WORK INSTRUCTIONS »
Emit an exact copy of the lines running from the start of the records to the line containing "settings.paths.root = ctx.root.clone();", both included.

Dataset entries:
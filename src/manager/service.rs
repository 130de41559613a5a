//! The management plane as a hosted module.

use std::net::SocketAddr;
use std::sync::Arc;
use std::thread;
use std::time::Duration;

use tokio::net::TcpListener;
use tokio::runtime::Runtime;
use tokio::sync::oneshot;
use tracing::{error, info, Span};

use crate::config::Settings;
use crate::control::build_control;
use crate::error::DaemonError;
use crate::host::{ManagedService, ServiceContext};
use crate::http;

use super::manager::Manager;

const POLL_INTERVAL: Duration = Duration::from_millis(100);

struct Running {
    span: Span,
    runtime: Runtime,
    listener: Option<TcpListener>,
    router: axum::Router,
}

/// Runs the HTTP management plane under the generic host.
///
/// Reads daemon settings from the instance configuration, if any, with
/// `paths.root` forced to the host's root.
#[derive(Default)]
pub struct ManagerService {
    running: Option<Running>,
}

impl ManagedService for ManagerService {
    fn name(&self) -> &'static str {
        "servman"
    }

    fn create(&mut self, ctx: &ServiceContext) -> Result<(), DaemonError> {
        let _entered = ctx.span.enter();

        let mut settings = match &ctx.config_path {
            Some(path) => Settings::load(path)?,
            None => Settings::default(),
        };
        settings.paths.root = ctx.root.clone();

        let control = build_control(&settings.control)?;
        let manager = Arc::new(Manager::load(settings.layout(), control)?);
        let router = http::router(manager, settings.http_directory());

        let runtime = tokio::runtime::Builder::new_multi_thread()
            .enable_all()
            .build()?;
        let address = format!("{}:{}", settings.http.address, settings.http.port);
        let listener = runtime.block_on(TcpListener::bind(&address))?;
        info!(address = %address, "Management plane bound");

        self.running = Some(Running {
            span: ctx.span.clone(),
            runtime,
            listener: Some(listener),
            router,
        });
        Ok(())
    }

    fn run(&mut self, is_running: &dyn Fn() -> bool) {
        let Some(running) = self.running.as_mut() else {
            return;
        };
        let _entered = running.span.enter();
        let Some(listener) = running.listener.take() else {
            return;
        };

        let local: Option<SocketAddr> = listener.local_addr().ok();
        let (stop_tx, stop_rx) = oneshot::channel::<()>();
        let server = running.runtime.spawn(http::serve(
            listener,
            running.router.clone(),
            async move {
                let _ = stop_rx.await;
            },
        ));
        info!(address = ?local, "Management plane serving");

        while is_running() && !server.is_finished() {
            thread::sleep(POLL_INTERVAL);
        }

        let _ = stop_tx.send(());
        match running.runtime.block_on(server) {
            Ok(Ok(())) => info!("Management plane stopped"),
            Ok(Err(e)) => error!(error = %e, "Management plane failed"),
            Err(e) => error!(error = %e, "Management plane task aborted"),
        }
    }

    fn destroy(&mut self) {
        self.running = None;
    }
}
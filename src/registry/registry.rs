//! Definition and instance registry.

use std::fs;
use std::sync::Arc;

use serde_json::{json, Value};
use tracing::{debug, error, info, warn};

use crate::config::Layout;
use crate::control::ServiceControl;
use crate::error::{ConflictKind, DaemonError, DaemonResult, NotFoundKind, ValidationErrorKind};
use crate::model::{Definition, Instance, ServiceStatus};
use crate::options;
use crate::storage::{remove_if_exists, write_atomic};
use crate::validation::{validate_instance_name, validate_relative_path};

use super::definitions::load_definitions;
use super::instances::{load_instances, persist_instances};

/// Which collection an operation addresses.
#[derive(Debug, Clone, Copy, PartialEq, Eq)]
pub enum Target {
    Definition,
    Service,
}

impl Target {
    pub fn parse(value: &str) -> DaemonResult<Self> {
        match value {
            "definition" => Ok(Target::Definition),
            "service" => Ok(Target::Service),
            other => Err(DaemonError::Validation {
                kind: ValidationErrorKind::UnknownTarget {
                    target: other.to_string(),
                },
            }),
        }
    }
}

/// Lifecycle request for an instance.
#[derive(Debug, Clone, Copy, PartialEq, Eq)]
pub enum Action {
    Start,
    Stop,
}

impl Action {
    /// Parse an action name, ignoring case.
    pub fn parse(value: &str) -> DaemonResult<Self> {
        match value.to_ascii_lowercase().as_str() {
            "start" => Ok(Action::Start),
            "stop" => Ok(Action::Stop),
            _ => Err(DaemonError::Validation {
                kind: ValidationErrorKind::UnknownAction {
                    action: value.to_string(),
                },
            }),
        }
    }
}

/// Owns definitions and instances and enforces their invariants.
pub struct Registry {
    layout: Layout,
    definitions: Vec<Definition>,
    instances: Vec<Instance>,
    control: Arc<dyn ServiceControl>,
}

impl Registry {
    /// Load definitions and persisted instances from `layout`.
    ///
    /// A malformed services file aborts construction.
    pub fn load(layout: Layout, control: Arc<dyn ServiceControl>) -> DaemonResult<Self> {
        let definitions = load_definitions(
            &layout.definitions_dir,
            &layout.manager_id,
            &layout.module_suffix,
        );
        let instances = load_instances(&layout.services_file)?;
        Ok(Self::new(layout, definitions, instances, control))
    }

    pub fn new(
        layout: Layout,
        definitions: Vec<Definition>,
        instances: Vec<Instance>,
        control: Arc<dyn ServiceControl>,
    ) -> Self {
        Self {
            layout,
            definitions,
            instances,
            control,
        }
    }

    pub fn layout(&self) -> &Layout {
        &self.layout
    }

    pub fn definitions(&self) -> &[Definition] {
        &self.definitions
    }

    pub fn instances(&self) -> &[Instance] {
        &self.instances
    }

    pub fn control(&self) -> &dyn ServiceControl {
        self.control.as_ref()
    }

    pub fn definition(&self, id: &str) -> Option<&Definition> {
        self.definitions.iter().find(|d| d.id == id)
    }

    pub fn instance(&self, name: &str) -> Option<&Instance> {
        self.instances.iter().find(|i| i.name == name)
    }

    fn definition_or_not_found(&self, id: &str) -> DaemonResult<&Definition> {
        self.definition(id).ok_or_else(|| DaemonError::NotFound {
            kind: NotFoundKind::Definition { id: id.to_string() },
        })
    }

    fn instance_or_not_found(&self, name: &str) -> DaemonResult<&Instance> {
        self.instance(name).ok_or_else(|| service_not_found(name))
    }

    /// All instances with their live status.
    pub fn list_instances(&self) -> Vec<Value> {
        self.instances
            .iter()
            .map(|instance| {
                let mut item = summary(
                    &instance.id,
                    &instance.name,
                    &instance.description,
                    &instance.library,
                    &instance.log,
                );
                attach_status(&mut item, self.control.query_status(&instance.name));
                item
            })
            .collect()
    }

    /// All definitions.
    pub fn list_definitions(&self) -> Vec<Value> {
        self.definitions
            .iter()
            .map(|d| summary(&d.id, &d.name, &d.description, &d.library, &d.log))
            .collect()
    }

    /// Detail view of a definition (by id) or instance (by name).
    pub fn get_detail(&self, target: Target, index: &str) -> DaemonResult<Value> {
        match target {
            Target::Definition => {
                let definition = self.definition_or_not_found(index)?;
                let preview = definition.instantiate(&definition.id);
                let path = self
                    .layout
                    .definition_config_path(&definition.id, &definition.library.config);
                Ok(detail(&preview, &definition.name, read_config(&definition.library.config, &path)))
            }
            Target::Service => {
                let instance = self.instance_or_not_found(index)?;
                let path = self.layout.instance_config_path(&instance.library.config);
                let mut item = detail(instance, &instance.name, read_config(&instance.library.config, &path));
                attach_status(&mut item, self.control.query_status(&instance.name));
                Ok(item)
            }
        }
    }

    /// Update cached metadata of a definition or instance.
    ///
    /// Instances also get their configuration file rewritten and the
    /// services file persisted. OS registration is never touched.
    pub fn set_detail(
        &mut self,
        target: Target,
        index: &str,
        option: &str,
        configuration: &str,
    ) -> DaemonResult<()> {
        match target {
            Target::Definition => {
                let position = self
                    .definitions
                    .iter()
                    .position(|d| d.id == index)
                    .ok_or_else(|| DaemonError::NotFound {
                        kind: NotFoundKind::Definition {
                            id: index.to_string(),
                        },
                    })?;
                let mut working = self.definitions[position].clone();
                options::parse_into(option, &mut working.library, &mut working.log)?;
                self.definitions[position] = working;
                info!(definition = %index, "Definition defaults updated");
                Ok(())
            }
            Target::Service => {
                let position = self
                    .instances
                    .iter()
                    .position(|i| i.name == index)
                    .ok_or_else(|| service_not_found(index))?;
                let mut working = self.instances[position].clone();
                options::parse(option, &mut working)?;
                self.write_config(&working, configuration)?;
                self.instances[position] = working;
                persist_instances(&self.instances, &self.layout.services_file)?;
                info!(service = %index, "Service detail updated");
                Ok(())
            }
        }
    }

    /// Create and register a new instance of a definition.
    pub fn create(
        &mut self,
        definition_id: &str,
        name: &str,
        option: &str,
        configuration: &str,
    ) -> DaemonResult<Instance> {
        let definition = self.definition_or_not_found(definition_id)?;

        validate_instance_name(name)?;
        if self.instance(name).is_some() {
            return Err(DaemonError::Conflict {
                kind: ConflictKind::AlreadyExists {
                    name: name.to_string(),
                },
            });
        }

        let mut instance = definition.instantiate(name);
        options::parse(option, &mut instance)?;
        let written = self.write_config(&instance, configuration)?;

        let command_line = self.command_line(&instance);
        debug!(service = %name, command = %command_line, "Registering service");
        if let Err(e) = self.control.register(
            &instance.name,
            &instance.name,
            &instance.description,
            &command_line,
        ) {
            warn!(service = %name, error = %e, "Service registration failed");
            if let Some(path) = written {
                let _ = remove_if_exists(&path);
            }
            return Err(e);
        }

        self.instances.push(instance.clone());
        if let Err(e) = persist_instances(&self.instances, &self.layout.services_file) {
            warn!(service = %name, error = %e, "Service record not persisted, rolling back");
            self.instances.pop();
            if let Err(rollback) = self.control.unregister(name) {
                error!(service = %name, error = %rollback, "Rollback of registration failed");
            }
            if let Some(path) = written {
                let _ = remove_if_exists(&path);
            }
            return Err(e);
        }

        info!(service = %name, definition = %definition_id, "Service created");
        Ok(instance)
    }

    /// Unregister and forget a stopped instance.
    ///
    /// The remaining records are written before the OS registration is
    /// dropped, so a failed write leaves the instance fully in place.
    pub fn delete(&mut self, name: &str) -> DaemonResult<()> {
        let config = self.instance_or_not_found(name)?.library.config.clone();

        let status = self.control.query_status(name)?;
        if status != ServiceStatus::Stopped {
            return Err(DaemonError::Conflict {
                kind: ConflictKind::NotStopped {
                    status: status.text().to_string(),
                },
            });
        }

        let remaining: Vec<Instance> = self
            .instances
            .iter()
            .filter(|i| i.name != name)
            .cloned()
            .collect();
        persist_instances(&remaining, &self.layout.services_file)?;

        if let Err(e) = self.control.unregister(name) {
            warn!(service = %name, error = %e, "Unregister failed, restoring service record");
            if let Err(restore) = persist_instances(&self.instances, &self.layout.services_file) {
                error!(service = %name, error = %restore, "Services file no longer lists a registered service");
            }
            return Err(e);
        }

        if !config.is_empty() {
            let path = self.layout.instance_config_path(&config);
            if let Err(e) = remove_if_exists(&path) {
                warn!(service = %name, path = %path.display(), error = %e, "Configuration not removed");
            }
        }

        self.instances = remaining;

        info!(service = %name, "Service deleted");
        Ok(())
    }

    /// Start or stop an instance.
    pub fn control_instance(&self, name: &str, action: Action) -> DaemonResult<()> {
        self.instance_or_not_found(name)?;
        match action {
            Action::Start => self.control.start(name),
            Action::Stop => self.control.stop(name),
        }
    }

    /// OS command line for an instance.
    pub fn command_line(&self, instance: &Instance) -> String {
        format!(
            "{} {} {}",
            quote(&self.layout.host_binary.to_string_lossy()),
            quote(&self.layout.root.to_string_lossy()),
            options::render(instance, true)
        )
    }

    /// Write an instance's configuration file. Returns the path written.
    fn write_config(
        &self,
        instance: &Instance,
        configuration: &str,
    ) -> DaemonResult<Option<std::path::PathBuf>> {
        let config = &instance.library.config;
        if config.is_empty() {
            return Ok(None);
        }

        let relative = validate_relative_path(config)?;
        let path = self.layout.conf_dir.join(relative);
        write_atomic(&path, configuration.as_bytes()).map_err(|source| {
            warn!(path = %path.display(), error = %source, "Configuration write failed");
            DaemonError::ConfigurationWrite {
                config: config.clone(),
                source,
            }
        })?;
        Ok(Some(path))
    }
}

fn service_not_found(name: &str) -> DaemonError {
    DaemonError::NotFound {
        kind: NotFoundKind::Service {
            name: name.to_string(),
        },
    }
}

fn summary(
    id: &str,
    name: &str,
    description: &str,
    library: &crate::model::LibraryRef,
    log: &crate::model::LogSpec,
) -> Value {
    json!({
        "id": id,
        "name": name,
        "description": description,
        "library": {
            "path": library.name,
            "configuration": library.config,
            "version": library.version,
        },
        "log": log,
    })
}

fn detail(instance: &Instance, name: &str, configuration: String) -> Value {
    json!({
        "id": instance.id,
        "name": name,
        "description": instance.description,
        "library": instance.library,
        "option": options::render(instance, false),
        "configuration": configuration,
    })
}

fn attach_status(item: &mut Value, status: DaemonResult<ServiceStatus>) {
    let (code, text) = match status {
        Ok(status) => (status.code(), status.text().to_string()),
        Err(e) => (ServiceStatus::Unknown.code(), e.to_string()),
    };
    item["status_code"] = json!(code);
    item["status_txt"] = json!(text);
}

fn read_config(config: &str, path: &std::path::Path) -> String {
    if config.is_empty() {
        return String::new();
    }
    fs::read_to_string(path).unwrap_or_default()
}

fn quote(arg: &str) -> String {
    if arg.chars().any(char::is_whitespace) {
        format!("\"{}\"", arg)
    } else {
        arg.to_string()
    }
}
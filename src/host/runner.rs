//! Module lifecycle driver.

use std::path::PathBuf;
use std::sync::atomic::{AtomicBool, Ordering};
use std::sync::Arc;

use tracing::{error, info, info_span};

use crate::error::DaemonError;
use crate::options::{SERVICE_CONFIG, SERVICE_LIB};

use super::args::HostArgs;
use super::modules::ModuleRegistry;
use super::traits::ServiceContext;

/// Stop request shared between the signal handler and the module loop.
#[derive(Debug, Clone, Default)]
pub struct StopEvent(Arc<AtomicBool>);

impl StopEvent {
    pub fn new() -> Self {
        Self::default()
    }

    pub fn signal(&self) {
        self.0.store(true, Ordering::SeqCst);
    }

    pub fn is_signaled(&self) -> bool {
        self.0.load(Ordering::SeqCst)
    }
}

fn param_key(flag: &str) -> &str {
    flag.trim_start_matches('-')
}

/// Resolve the `service.config` parameter against the installation root.
///
/// An empty value or a directory means the instance has no configuration.
pub fn resolve_config(args: &HostArgs) -> Result<Option<PathBuf>, DaemonError> {
    let value = match args.get(param_key(SERVICE_CONFIG)) {
        Some(v) if !v.trim().is_empty() => v.trim(),
        _ => return Ok(None),
    };
    let path = args.root.join(value);
    if path.is_dir() {
        return Ok(None);
    }
    if !path.is_file() {
        return Err(DaemonError::Host {
            message: format!("Service configuration {} does not exist", path.display()),
        });
    }
    Ok(Some(path))
}

/// Create, run and destroy the module named by `service.lib`.
///
/// Returns once the module's run loop exits, which happens after `stop`
/// is signaled.
pub fn run_module(
    args: &HostArgs,
    modules: &ModuleRegistry,
    stop: &StopEvent,
) -> Result<(), DaemonError> {
    let library = args
        .get(param_key(SERVICE_LIB))
        .filter(|l| !l.is_empty())
        .ok_or_else(|| DaemonError::missing_parameter(param_key(SERVICE_LIB)))?;

    let mut module = modules.create(library)?;
    let config_path = resolve_config(args)?;
    let span = info_span!("service", name = module.name());
    let ctx = ServiceContext {
        span: span.clone(),
        root: args.root.clone(),
        config_path,
    };

    let _entered = span.enter();
    info!(library = %library, config = ?ctx.config_path, "Creating module");
    if let Err(e) = module.create(&ctx) {
        error!(error = %e, "Module creation failed");
        return Err(e);
    }

    info!("Module running");
    let probe = stop.clone();
    module.run(&move || !probe.is_signaled());

    info!("Module stopping");
    module.destroy();
    Ok(())
}

#[cfg(test)]
mod tests {
    use super::*;
    use crate::host::ManagedService;
    use std::fs;
    use std::sync::Mutex;
    use tempfile::TempDir;

    static EVENTS: Mutex<Vec<String>> = Mutex::new(Vec::new());

    struct Recorder;

    impl ManagedService for Recorder {
        fn name(&self) -> &'static str {
            "recorder"
        }

        fn create(&mut self, ctx: &ServiceContext) -> Result<(), DaemonError> {
            EVENTS
                .lock()
                .unwrap()
                .push(format!("create {:?}", ctx.config_path.is_some()));
            Ok(())
        }

        fn run(&mut self, is_running: &dyn Fn() -> bool) {
            let mut ticks = 0;
            while is_running() && ticks < 1000 {
                ticks += 1;
                std::thread::sleep(std::time::Duration::from_millis(1));
            }
            EVENTS.lock().unwrap().push("run".to_string());
        }

        fn destroy(&mut self) {
            EVENTS.lock().unwrap().push("destroy".to_string());
        }
    }

    fn modules() -> ModuleRegistry {
        let mut modules = ModuleRegistry::empty();
        modules.register("recorder", || -> Box<dyn ManagedService> { Box::new(Recorder) });
        modules
    }

    #[test]
    fn test_stop_event() {
        let stop = StopEvent::new();
        let other = stop.clone();
        assert!(!other.is_signaled());
        stop.signal();
        assert!(other.is_signaled());
    }

    #[test]
    fn test_lifecycle_order() {
        let dir = TempDir::new().unwrap();
        fs::create_dir_all(dir.path().join("conf")).unwrap();
        fs::write(dir.path().join("conf/rec.toml"), "").unwrap();

        let args = HostArgs::parse([
            dir.path().to_string_lossy().to_string(),
            "--service.lib=services/recorder/recorder.so".to_string(),
            "--service.config=conf/rec.toml".to_string(),
        ])
        .unwrap();

        let stop = StopEvent::new();
        stop.signal();
        EVENTS.lock().unwrap().clear();
        run_module(&args, &modules(), &stop).unwrap();

        assert_eq!(
            *EVENTS.lock().unwrap(),
            vec!["create true".to_string(), "run".to_string(), "destroy".to_string()]
        );
    }

    #[test]
    fn test_missing_library() {
        let args = HostArgs::parse(["/opt/servman", "--log.level=info"]).unwrap();
        let result = run_module(&args, &modules(), &StopEvent::new());
        assert!(result.is_err());
    }

    #[test]
    fn test_config_resolution() {
        let dir = TempDir::new().unwrap();
        fs::create_dir_all(dir.path().join("conf")).unwrap();
        let root = dir.path().to_string_lossy().to_string();

        let empty = HostArgs::parse([root.clone(), "--service.config=".to_string()]).unwrap();
        assert_eq!(resolve_config(&empty).unwrap(), None);

        let directory = HostArgs::parse([root.clone(), "--service.config=conf/".to_string()]).unwrap();
        assert_eq!(resolve_config(&directory).unwrap(), None);

        let missing = HostArgs::parse([root, "--service.config=conf/none.toml".to_string()]).unwrap();
        assert!(resolve_config(&missing).is_err());
    }
}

WRITTEN RESPONSE »
filename src/manager/service.rs
repository 130de41559613a5a
//! The management plane as a hosted module.

use std::net::SocketAddr;
use std::sync::Arc;
use std::thread;
use std::time::Duration;

use tokio::net::TcpListener;
use tokio::runtime::Runtime;
use tokio::sync::oneshot;
use tracing::{error, info, Span};

use crate::config::Settings;
use crate::control::build_control;
use crate::error::DaemonError;
use crate::host::{ManagedService, ServiceContext};
use crate::http;

use super::manager::Manager;

const POLL_INTERVAL: Duration = Duration::from_millis(100);

struct Running {
    span: Span,
    runtime: Runtime,
    listener: Option<TcpListener>,
    router: axum::Router,
}

/// Runs the HTTP management plane under the generic host.
///
/// Reads daemon settings from the instance configuration, if any, with
/// `paths.root` forced to the host's root.
#[derive(Default)]
pub struct ManagerService {
    running: Option<Running>,
}

impl ManagedService for ManagerService {
    fn name(&self) -> &'static str {
        "servman"
    }

    fn create(&mut self, ctx: &ServiceContext) -> Result<(), DaemonError> {
        let _entered = ctx.span.enter();

        let mut settings = match &ctx.config_path {
            Some(path) => Settings::load(path)?,
            None => Settings::default(),
        };
        settings.paths.root = ctx.root.clone();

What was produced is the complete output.